_WORK TO BE COMPLETED_
Copy out all of the entries, keeping every word the same.

[Dataset entries]
use roamlog_types::*;
use uuid::Uuid;

fn ramiro() -> EditorBlock {
    EditorBlock::with_id(
        Uuid::from_u128(2),
        0,
        BlockType::Recommendation,
        Some(EditorLocation::new(
            "W",
            123,
            "Cervejaria Ramiro",
            "Cervejaria Ramiro, Lisbon",
            38.75,
            -9.125,
        )),
        EditorBlockData::recommendation(
            "Cervejaria Ramiro",
            RecommendationCategory::Eat,
            Some(Rating::S),
            Some(3),
            Some("Order the prawns".to_string()),
            None,
        ),
    )
}

#[test]
fn test_save_draft_wire_shape() {
    let mut content = EditorContent::new();
    content.append(ramiro());

    let request = SaveDraftRequest::from(&content);

    insta::assert_json_snapshot!(request, @r###"
    {
      "blocks": [
        {
          "id": "00000000-0000-0000-0000-000000000002",
          "order": 0,
          "type": "Recommendation",
          "location": {
            "osmType": "W",
            "osmId": 123,
            "name": "Cervejaria Ramiro",
            "displayName": "Cervejaria Ramiro, Lisbon",
            "latitude": 38.75,
            "longitude": -9.125
          },
          "data": {
            "name": "Cervejaria Ramiro",
            "category": "eat",
            "rating": 0,
            "priceLevel": 3,
            "note": "Order the prawns"
          }
        }
      ]
    }
    "###);
}

#[test]
fn test_outgoing_blocks_carry_only_relevant_fields() {
    let mut tip = EditorBlock::new_tip(0, Some("Cash".to_string()), Some("Bring coins".to_string()));
    tip.data.name = Some("stray".to_string());
    tip.data.rotation = Some(12.0);
    tip.location = ramiro().location;

    let mut content = EditorContent::new();
    content.append(tip);
    let request = SaveDraftRequest::from(&content);
    let sent = &request.blocks[0];

    assert!(sent.location.is_none());
    assert_eq!(sent.data.title.as_deref(), Some("Cash"));
    assert_eq!(sent.data.content.as_deref(), Some("Bring coins"));
    assert!(sent.data.name.is_none());
    assert!(sent.data.rotation.is_none());

    // local draft keeps what the user typed
    assert_eq!(content.blocks()[0].data.name.as_deref(), Some("stray"));
}

#[test]
fn test_editor_response_is_normalized_on_load() {
    let json = r#"{
        "tripId": "00000000-0000-0000-0000-000000000064",
        "lastUpdatedAt": "2026-04-20T18:00:00Z",
        "blocks": [
            {"id": "00000000-0000-0000-0000-000000000003", "order": 7, "type": "Divider", "data": {}},
            {"id": "00000000-0000-0000-0000-000000000001", "order": 2, "type": "Tip", "data": {"title": "Go early"}}
        ]
    }"#;

    let response: EditorResponse = serde_json::from_str(json).unwrap();
    assert_eq!(response.trip_id, Uuid::from_u128(100));

    let content = response.into_content();
    assert!(content.is_contiguous());
    assert_eq!(
        content.block_ids(),
        vec![Uuid::from_u128(1), Uuid::from_u128(3)]
    );
    assert_eq!(content.blocks()[0].block_type, BlockType::Tip);
}

#[test]
fn test_unknown_rating_is_rejected() {
    let json = r#"{"name": "x", "category": "shop", "rating": 9}"#;
    assert!(serde_json::from_str::<EditorBlockData>(json).is_err());
}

_SOLUTION TO THIS EXERCISE_
use roamlog_types::*;
use uuid::Uuid;

fn ramiro() -> EditorBlock {
    EditorBlock::with_id(
        Uuid::from_u128(2),
        0,
        BlockType::Recommendation,
        Some(EditorLocation::new(
            "W",
            123,
            "Cervejaria Ramiro",
            "Cervejaria Ramiro, Lisbon",
            38.75,
            -9.125,
        )),
        EditorBlockData::recommendation(
            "Cervejaria Ramiro",
            RecommendationCategory::Eat,
            Some(Rating::S),
            Some(3),
            Some("Order the prawns".to_string()),
            None,
        ),
    )
}

#[test]
fn test_save_draft_wire_shape() {
    let mut content = EditorContent::new();
    content.append(ramiro());

    let request = SaveDraftRequest::from(&content);

    insta::assert_json_snapshot!(request, @r###"
    {
      "blocks": [
        {
          "id": "00000000-0000-0000-0000-000000000002",
          "order": 0,
          "type": "Recommendation",
          "location": {
            "osmType": "W",
            "osmId": 123,
            "name": "Cervejaria Ramiro",
            "displayName": "Cervejaria Ramiro, Lisbon",
            "latitude": 38.75,
            "longitude": -9.125
          },
          "data": {
            "name": "Cervejaria Ramiro",
            "category": "eat",
            "rating": 0,
            "priceLevel": 3,
            "note": "Order the prawns"
          }
        }
      ]
    }
    "###);
}

#[test]
fn test_outgoing_blocks_carry_only_relevant_fields() {
    let mut tip = EditorBlock::new_tip(0, Some("Cash".to_string()), Some("Bring coins".to_string()));
    tip.data.name = Some("stray".to_string());
    tip.data.rotation = Some(12.0);
    tip.location = ramiro().location;

    let mut content = EditorContent::new();
    content.append(tip);
    let request = SaveDraftRequest::from(&content);
    let sent = &request.blocks[0];

    assert!(sent.location.is_none());
    assert_eq!(sent.data.title.as_deref(), Some("Cash"));
    assert_eq!(sent.data.content.as_deref(), Some("Bring coins"));
    assert!(sent.data.name.is_none());
    assert!(sent.data.rotation.is_none());

    // local draft keeps what the user typed
    assert_eq!(content.blocks()[0].data.name.as_deref(), Some("stray"));
}

#[test]
fn test_editor_response_is_normalized_on_load() {
    let json = r#"{
        "tripId": "00000000-0000-0000-0000-000000000064",
        "lastUpdatedAt": "2026-04-20T18:00:00Z",
        "blocks": [
            {"id": "00000000-0000-0000-0000-000000000003", "order": 7, "type": "Divider", "data": {}},
            {"id": "00000000-0000-0000-0000-000000000001", "order": 2, "type": "Tip", "data": {"title": "Go early"}}
        ]
    }"#;

    let response: EditorResponse = serde_json::from_str(json).unwrap();
    assert_eq!(response.trip_id, Uuid::from_u128(100));

    let content = response.into_content();
    assert!(content.is_contiguous());
    assert_eq!(
        content.block_ids(),
        vec![Uuid::from_u128(1), Uuid::from_u128(3)]
    );
    assert_eq!(content.blocks()[0].block_type, BlockType::Tip);
}

#[test]
fn test_unknown_rating_is_rejected() {
    let json = r#"{"name": "x", "category": "shop", "rating": 9}"#;
    assert!(serde_json::from_str::<EditorBlockData>(json).is_err());
}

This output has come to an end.